▶ [Assignment]: Please go over the material below and count each line with the string "must", giving only the total.

....................

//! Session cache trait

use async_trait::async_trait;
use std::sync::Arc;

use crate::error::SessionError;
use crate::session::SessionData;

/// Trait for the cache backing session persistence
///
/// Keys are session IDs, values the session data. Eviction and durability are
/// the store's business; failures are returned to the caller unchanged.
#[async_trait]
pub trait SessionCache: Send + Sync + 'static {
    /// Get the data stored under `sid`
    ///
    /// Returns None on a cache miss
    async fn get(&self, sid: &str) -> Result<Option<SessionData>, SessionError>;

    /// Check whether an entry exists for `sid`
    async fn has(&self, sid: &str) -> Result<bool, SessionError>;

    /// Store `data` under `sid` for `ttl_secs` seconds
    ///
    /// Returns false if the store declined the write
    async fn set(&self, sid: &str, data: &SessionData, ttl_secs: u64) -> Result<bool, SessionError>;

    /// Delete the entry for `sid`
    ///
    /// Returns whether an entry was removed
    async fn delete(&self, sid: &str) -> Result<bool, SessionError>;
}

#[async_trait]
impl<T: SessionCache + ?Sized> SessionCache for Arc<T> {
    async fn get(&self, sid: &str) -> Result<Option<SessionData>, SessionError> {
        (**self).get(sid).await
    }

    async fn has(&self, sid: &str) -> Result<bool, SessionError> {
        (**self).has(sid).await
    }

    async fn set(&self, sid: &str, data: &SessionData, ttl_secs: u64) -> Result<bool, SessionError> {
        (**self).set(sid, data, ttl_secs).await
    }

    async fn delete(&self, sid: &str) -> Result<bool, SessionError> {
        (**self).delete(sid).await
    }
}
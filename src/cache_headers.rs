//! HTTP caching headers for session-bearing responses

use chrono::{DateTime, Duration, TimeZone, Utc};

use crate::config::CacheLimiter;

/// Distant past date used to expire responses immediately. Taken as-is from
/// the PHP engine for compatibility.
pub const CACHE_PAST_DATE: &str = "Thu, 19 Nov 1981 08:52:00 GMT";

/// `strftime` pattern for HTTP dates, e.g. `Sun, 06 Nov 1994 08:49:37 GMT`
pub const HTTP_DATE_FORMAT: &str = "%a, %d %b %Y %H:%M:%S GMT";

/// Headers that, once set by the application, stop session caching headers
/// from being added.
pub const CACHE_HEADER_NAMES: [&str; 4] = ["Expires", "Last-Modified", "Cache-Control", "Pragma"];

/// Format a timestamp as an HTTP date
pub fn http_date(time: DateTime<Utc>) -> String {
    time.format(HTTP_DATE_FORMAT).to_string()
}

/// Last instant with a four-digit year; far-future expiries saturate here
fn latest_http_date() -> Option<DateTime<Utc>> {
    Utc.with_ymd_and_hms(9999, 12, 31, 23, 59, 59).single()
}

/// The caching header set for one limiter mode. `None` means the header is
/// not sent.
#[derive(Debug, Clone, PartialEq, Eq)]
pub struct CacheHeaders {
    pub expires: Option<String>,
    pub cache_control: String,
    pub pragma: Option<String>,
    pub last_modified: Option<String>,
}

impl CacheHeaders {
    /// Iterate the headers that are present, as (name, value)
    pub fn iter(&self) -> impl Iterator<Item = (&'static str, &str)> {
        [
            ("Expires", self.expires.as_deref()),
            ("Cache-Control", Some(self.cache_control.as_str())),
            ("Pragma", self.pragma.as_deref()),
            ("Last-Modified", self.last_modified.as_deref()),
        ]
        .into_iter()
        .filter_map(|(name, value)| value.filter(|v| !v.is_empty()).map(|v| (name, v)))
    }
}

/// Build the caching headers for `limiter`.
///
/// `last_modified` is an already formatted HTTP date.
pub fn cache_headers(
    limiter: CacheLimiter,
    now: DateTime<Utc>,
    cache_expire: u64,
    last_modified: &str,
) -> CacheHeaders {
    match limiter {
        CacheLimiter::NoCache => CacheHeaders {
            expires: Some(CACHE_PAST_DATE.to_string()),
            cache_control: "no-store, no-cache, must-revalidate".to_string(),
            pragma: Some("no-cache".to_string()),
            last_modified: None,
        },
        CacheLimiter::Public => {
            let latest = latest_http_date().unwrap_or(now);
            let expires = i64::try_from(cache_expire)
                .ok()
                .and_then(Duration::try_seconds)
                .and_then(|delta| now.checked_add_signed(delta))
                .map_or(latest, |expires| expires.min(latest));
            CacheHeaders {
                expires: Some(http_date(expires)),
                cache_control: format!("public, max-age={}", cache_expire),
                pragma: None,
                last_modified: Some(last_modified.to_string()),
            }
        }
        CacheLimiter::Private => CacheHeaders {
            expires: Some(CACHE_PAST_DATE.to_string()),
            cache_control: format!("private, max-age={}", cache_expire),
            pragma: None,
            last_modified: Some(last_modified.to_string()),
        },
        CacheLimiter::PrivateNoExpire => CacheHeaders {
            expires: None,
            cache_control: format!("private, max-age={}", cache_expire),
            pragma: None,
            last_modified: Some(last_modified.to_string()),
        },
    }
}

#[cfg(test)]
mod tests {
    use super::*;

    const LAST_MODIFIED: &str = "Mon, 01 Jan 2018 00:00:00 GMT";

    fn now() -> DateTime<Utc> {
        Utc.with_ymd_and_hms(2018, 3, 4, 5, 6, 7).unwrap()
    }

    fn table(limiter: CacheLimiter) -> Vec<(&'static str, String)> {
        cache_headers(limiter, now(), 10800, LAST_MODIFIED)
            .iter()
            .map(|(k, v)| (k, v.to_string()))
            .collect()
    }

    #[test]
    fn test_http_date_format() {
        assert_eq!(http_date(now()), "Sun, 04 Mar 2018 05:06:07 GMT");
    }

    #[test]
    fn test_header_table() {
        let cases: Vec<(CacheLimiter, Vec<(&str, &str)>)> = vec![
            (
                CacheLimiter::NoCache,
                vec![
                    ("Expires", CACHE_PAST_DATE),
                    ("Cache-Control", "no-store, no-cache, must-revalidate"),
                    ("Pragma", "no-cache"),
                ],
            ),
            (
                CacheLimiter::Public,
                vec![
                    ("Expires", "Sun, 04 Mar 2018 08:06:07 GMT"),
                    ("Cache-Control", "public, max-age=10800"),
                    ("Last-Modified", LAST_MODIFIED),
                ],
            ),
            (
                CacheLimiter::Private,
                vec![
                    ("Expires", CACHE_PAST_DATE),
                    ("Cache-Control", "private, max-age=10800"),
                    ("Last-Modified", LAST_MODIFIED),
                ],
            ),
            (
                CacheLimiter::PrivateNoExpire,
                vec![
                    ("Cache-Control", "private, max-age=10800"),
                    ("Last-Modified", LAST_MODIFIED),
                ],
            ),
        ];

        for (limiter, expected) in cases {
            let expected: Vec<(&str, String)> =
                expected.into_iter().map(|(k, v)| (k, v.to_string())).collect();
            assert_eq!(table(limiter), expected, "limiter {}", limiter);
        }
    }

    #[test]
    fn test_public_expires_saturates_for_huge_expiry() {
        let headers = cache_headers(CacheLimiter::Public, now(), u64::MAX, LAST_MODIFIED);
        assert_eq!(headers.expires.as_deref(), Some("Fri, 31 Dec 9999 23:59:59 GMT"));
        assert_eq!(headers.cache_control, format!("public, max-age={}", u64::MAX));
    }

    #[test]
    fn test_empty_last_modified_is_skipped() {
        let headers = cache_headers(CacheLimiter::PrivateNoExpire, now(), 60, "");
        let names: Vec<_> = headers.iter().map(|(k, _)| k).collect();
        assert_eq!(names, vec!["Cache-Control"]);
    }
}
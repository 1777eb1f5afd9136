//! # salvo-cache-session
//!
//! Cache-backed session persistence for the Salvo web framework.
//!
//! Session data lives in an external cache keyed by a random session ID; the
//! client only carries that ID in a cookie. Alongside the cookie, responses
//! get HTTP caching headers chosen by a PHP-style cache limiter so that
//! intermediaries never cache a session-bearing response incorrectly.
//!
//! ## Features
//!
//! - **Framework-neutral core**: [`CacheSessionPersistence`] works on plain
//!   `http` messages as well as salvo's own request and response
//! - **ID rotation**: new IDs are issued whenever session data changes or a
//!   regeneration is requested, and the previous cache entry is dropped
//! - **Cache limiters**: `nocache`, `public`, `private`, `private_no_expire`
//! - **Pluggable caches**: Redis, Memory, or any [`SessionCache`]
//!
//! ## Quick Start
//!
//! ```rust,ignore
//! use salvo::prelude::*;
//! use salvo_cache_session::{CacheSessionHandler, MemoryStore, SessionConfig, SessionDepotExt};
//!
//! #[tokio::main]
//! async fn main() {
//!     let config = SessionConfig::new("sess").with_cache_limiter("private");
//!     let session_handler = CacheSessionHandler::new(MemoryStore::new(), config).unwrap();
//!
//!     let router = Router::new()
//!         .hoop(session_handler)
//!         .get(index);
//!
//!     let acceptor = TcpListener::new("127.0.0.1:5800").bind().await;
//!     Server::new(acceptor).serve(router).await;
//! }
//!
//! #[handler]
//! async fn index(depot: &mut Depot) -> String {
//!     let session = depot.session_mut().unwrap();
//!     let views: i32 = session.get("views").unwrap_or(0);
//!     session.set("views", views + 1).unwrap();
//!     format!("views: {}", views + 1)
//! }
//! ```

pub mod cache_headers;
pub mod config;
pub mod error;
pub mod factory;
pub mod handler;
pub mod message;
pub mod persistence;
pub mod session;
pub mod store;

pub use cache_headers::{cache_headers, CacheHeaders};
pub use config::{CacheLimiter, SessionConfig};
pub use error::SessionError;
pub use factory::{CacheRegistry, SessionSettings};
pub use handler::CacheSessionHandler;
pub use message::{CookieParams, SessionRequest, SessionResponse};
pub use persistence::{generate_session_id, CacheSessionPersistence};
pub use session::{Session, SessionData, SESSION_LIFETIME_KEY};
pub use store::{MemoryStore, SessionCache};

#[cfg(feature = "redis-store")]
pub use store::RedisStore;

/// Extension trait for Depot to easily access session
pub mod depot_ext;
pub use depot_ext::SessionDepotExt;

....................

▶ [Exercise response]: 2